### WHAT YOU ARE ASKED TO DO
Please reproduce exactly the line that contains "Err(e) => return" and every line after it through the end of the records below, adding nothing else.

### INFORMATION SUPPLIED
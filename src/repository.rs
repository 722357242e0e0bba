use crate::error::ObjectError;
use crate::object_id::ObjectId;
use std::fs::{self, File};
use std::io::{self, BufRead, BufReader};
use std::path::{Path, PathBuf};
use tracing::debug;

/// Where loose objects live on disk.
///
/// The object store only asks for paths below its root; implementors decide
/// where that root is.
pub trait ObjectPaths {
    /// Resolve `relative`, a path below the object store root, creating its
    /// parent directories when `create_parents` is set.
    fn resolve(&self, relative: &Path, create_parents: bool) -> io::Result<PathBuf>;
}

/// `<root>/<first 2 hex digits>/<remaining 38>`.
pub(crate) fn loose_object_path(
    store: &dyn ObjectPaths,
    id: &ObjectId,
    create_parents: bool,
) -> io::Result<PathBuf> {
    let (dir, file) = id.shard();
    store.resolve(&Path::new(&dir).join(file), create_parents)
}

fn resolve_under(root: &Path, relative: &Path, create_parents: bool) -> io::Result<PathBuf> {
    let path = root.join(relative);
    if create_parents {
        if let Some(parent) = path.parent() {
            fs::create_dir_all(parent)?;
        }
    }
    Ok(path)
}

/// A bare object directory, e.g. `.git/objects`.
#[derive(Clone, Debug)]
pub struct ObjectDir {
    root: PathBuf,
}

impl ObjectDir {
    pub fn new(root: impl Into<PathBuf>) -> Self {
        ObjectDir { root: root.into() }
    }

    pub fn root(&self) -> &Path {
        &self.root
    }
}

impl ObjectPaths for ObjectDir {
    fn resolve(&self, relative: &Path, create_parents: bool) -> io::Result<PathBuf> {
        resolve_under(&self.root, relative, create_parents)
    }
}

#[derive(Debug, thiserror::Error)]
pub enum RepositoryError {
    #[error("not a git repository: {0}")]
    NotARepository(PathBuf),

    #[error("no git directory found above {0}")]
    NotFound(PathBuf),

    #[error("{0} is not a directory")]
    NotADirectory(PathBuf),

    #[error("{0} is not empty")]
    NotEmpty(PathBuf),

    #[error("configuration file {0} is missing")]
    MissingConfig(PathBuf),

    #[error("unsupported repositoryformatversion {0}")]
    UnsupportedVersion(String),

    #[error("cannot resolve {0:?}")]
    BadRef(String),

    #[error(transparent)]
    Object(#[from] ObjectError),

    #[error("I/O error: {0}")]
    Io(#[from] io::Error),
}

pub type RepositoryResult<T> = std::result::Result<T, RepositoryError>;

const DEFAULT_CONFIG: &str = "[core]\n\
\trepositoryformatversion = 0\n\
\tfilemode = false\n\
\tbare = false\n";

const DESCRIPTION: &str =
    "Unnamed repository; edit this file 'description' to name the repository.\n";

/// A worktree and its `.git` metadata directory.
#[derive(Clone, Debug)]
pub struct Repository {
    worktree: PathBuf,
    gitdir: PathBuf,
}

impl Repository {
    /// Open the repository whose worktree is `path`.
    pub fn open(path: impl AsRef<Path>) -> RepositoryResult<Self> {
        let worktree = path.as_ref().to_path_buf();
        let gitdir = worktree.join(".git");
        if !gitdir.is_dir() {
            return Err(RepositoryError::NotARepository(worktree));
        }
        let config = gitdir.join("config");
        if !config.is_file() {
            return Err(RepositoryError::MissingConfig(config));
        }
        match config_value(&config, "core", "repositoryformatversion")? {
            Some(version) if version == "0" => {}
            Some(version) => return Err(RepositoryError::UnsupportedVersion(version)),
            None => return Err(RepositoryError::UnsupportedVersion(String::new())),
        }
        Ok(Repository { worktree, gitdir })
    }

    /// Create a new repository at `path`, which must not exist or be a
    /// directory without a populated `.git`.
    pub fn create(path: impl AsRef<Path>) -> RepositoryResult<Self> {
        let worktree = path.as_ref().to_path_buf();
        let gitdir = worktree.join(".git");
        if worktree.exists() {
            if !worktree.is_dir() {
                return Err(RepositoryError::NotADirectory(worktree));
            }
            if gitdir.exists() && fs::read_dir(&gitdir)?.next().is_some() {
                return Err(RepositoryError::NotEmpty(gitdir));
            }
        } else {
            fs::create_dir_all(&worktree)?;
        }

        for dir in ["branches", "objects", "refs/tags", "refs/heads"] {
            fs::create_dir_all(gitdir.join(dir))?;
        }
        fs::write(gitdir.join("description"), DESCRIPTION)?;
        fs::write(gitdir.join("HEAD"), "ref: refs/heads/master\n")?;
        fs::write(gitdir.join("config"), DEFAULT_CONFIG)?;
        debug!(path = %gitdir.display(), "created repository");
        Ok(Repository { worktree, gitdir })
    }

    /// Find the repository containing `path`, looking at `path` and then each
    /// of its parents.
    pub fn find(path: impl AsRef<Path>) -> RepositoryResult<Self> {
        let start = fs::canonicalize(path.as_ref())?;
        for dir in start.ancestors() {
            if dir.join(".git").is_dir() {
                return Repository::open(dir);
            }
        }
        Err(RepositoryError::NotFound(start))
    }

    pub fn worktree(&self) -> &Path {
        &self.worktree
    }

    pub fn gitdir(&self) -> &Path {
        &self.gitdir
    }

    pub fn objects(&self) -> ObjectDir {
        ObjectDir::new(self.gitdir.join("objects"))
    }

    /// Value of `key` in `[section]` of `.git/config`.
    pub fn config(&self, section: &str, key: &str) -> RepositoryResult<Option<String>> {
        Ok(config_value(&self.gitdir.join("config"), section, key)?)
    }

    /// Resolve `HEAD`, a `refs/...` path or a full hex id.
    ///
    /// Returns `None` for a ref that does not point anywhere yet, such as the
    /// branch `HEAD` names in a repository without commits.
    pub fn resolve(&self, name: &str) -> RepositoryResult<Option<ObjectId>> {
        if let Ok(id) = name.parse::<ObjectId>() {
            return Ok(Some(id));
        }
        if name != "HEAD" && !name.starts_with("refs/") {
            return Err(RepositoryError::BadRef(name.to_string()));
        }
        let mut name = name.to_string();
        // Symbolic refs may chain; a loop is cut off rather than followed forever.
        for _ in 0..8 {
            let path = self.gitdir.join(&name);
            if !path.is_file() {
                return Ok(None);
            }
            let content = fs::read_to_string(&path)?;
            let content = content.trim();
            match content.strip_prefix("ref: ") {
                Some(target) => name = target.trim().to_string(),
                None => {
                    return content
                        .parse()
                        .map(Some)
                        .map_err(|_| RepositoryError::BadRef(name));
                }
            }
        }
        Err(RepositoryError::BadRef(name))
    }

    /// Point the branch `HEAD` refers to (or `HEAD` itself when detached) at `id`.
    pub fn update_head(&self, id: &ObjectId) -> RepositoryResult<()> {
        let head = fs::read_to_string(self.gitdir.join("HEAD"))?;
        let target = match head.trim().strip_prefix("ref: ") {
            Some(branch) => self.gitdir.join(branch.trim()),
            None => self.gitdir.join("HEAD"),
        };
        if let Some(parent) = target.parent() {
            fs::create_dir_all(parent)?;
        }
        fs::write(&target, format!("{id}\n"))?;
        debug!(target = %target.display(), %id, "updated ref");
        Ok(())
    }
}

impl ObjectPaths for Repository {
    fn resolve(&self, relative: &Path, create_parents: bool) -> io::Result<PathBuf> {
        resolve_under(&self.gitdir.join("objects"), relative, create_parents)
    }
}

/// Read `key` from `[section]` of a git-style config file.
///
/// Only plain `[section]` headers are understood; subsections such as
/// `[remote "origin"]` never match.
pub fn config_value(path: &Path, section: &str, key: &str) -> io::Result<Option<String>> {
    let file = match File::open(path) {
        Ok(file) => file,
        Err(e) if e.kind() == io::ErrorKind::NotFound => return Ok(None),
        Err(e) => return Err(e),
    };
    let reader = BufReader::new(file);
    let mut in_section = false;
    for line in reader.lines() {
        let line = line?;
        let line = line.trim();
        if line.is_empty() || line.starts_with(['#', ';']) {
            continue;
        }
        if let Some(name) = line.strip_prefix('[').and_then(|l| l.strip_suffix(']')) {
            in_section = name.trim().eq_ignore_ascii_case(section);
            continue;
        }
        if !in_section {
            continue;
        }
        if let Some((k, v)) = line.split_once('=') {
            if k.trim().eq_ignore_ascii_case(key) {
                return Ok(Some(v.trim().to_string()));
            }
        }
    }
    Ok(None)
}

### WRITTEN REPLY
        Err(e) => return Err(e),
    };
    let reader = BufReader::new(file);
    let mut in_section = false;
    for line in reader.lines() {
        let line = line?;
        let line = line.trim();
        if line.is_empty() || line.starts_with(['#', ';']) {
            continue;
        }
        if let Some(name) = line.strip_prefix('[').and_then(|l| l.strip_suffix(']')) {
            in_section = name.trim().eq_ignore_ascii_case(section);
            continue;
        }
        if !in_section {
            continue;
        }
        if let Some((k, v)) = line.split_once('=') {
            if k.trim().eq_ignore_ascii_case(key) {
                return Ok(Some(v.trim().to_string()));
            }
        }
    }
    Ok(None)
}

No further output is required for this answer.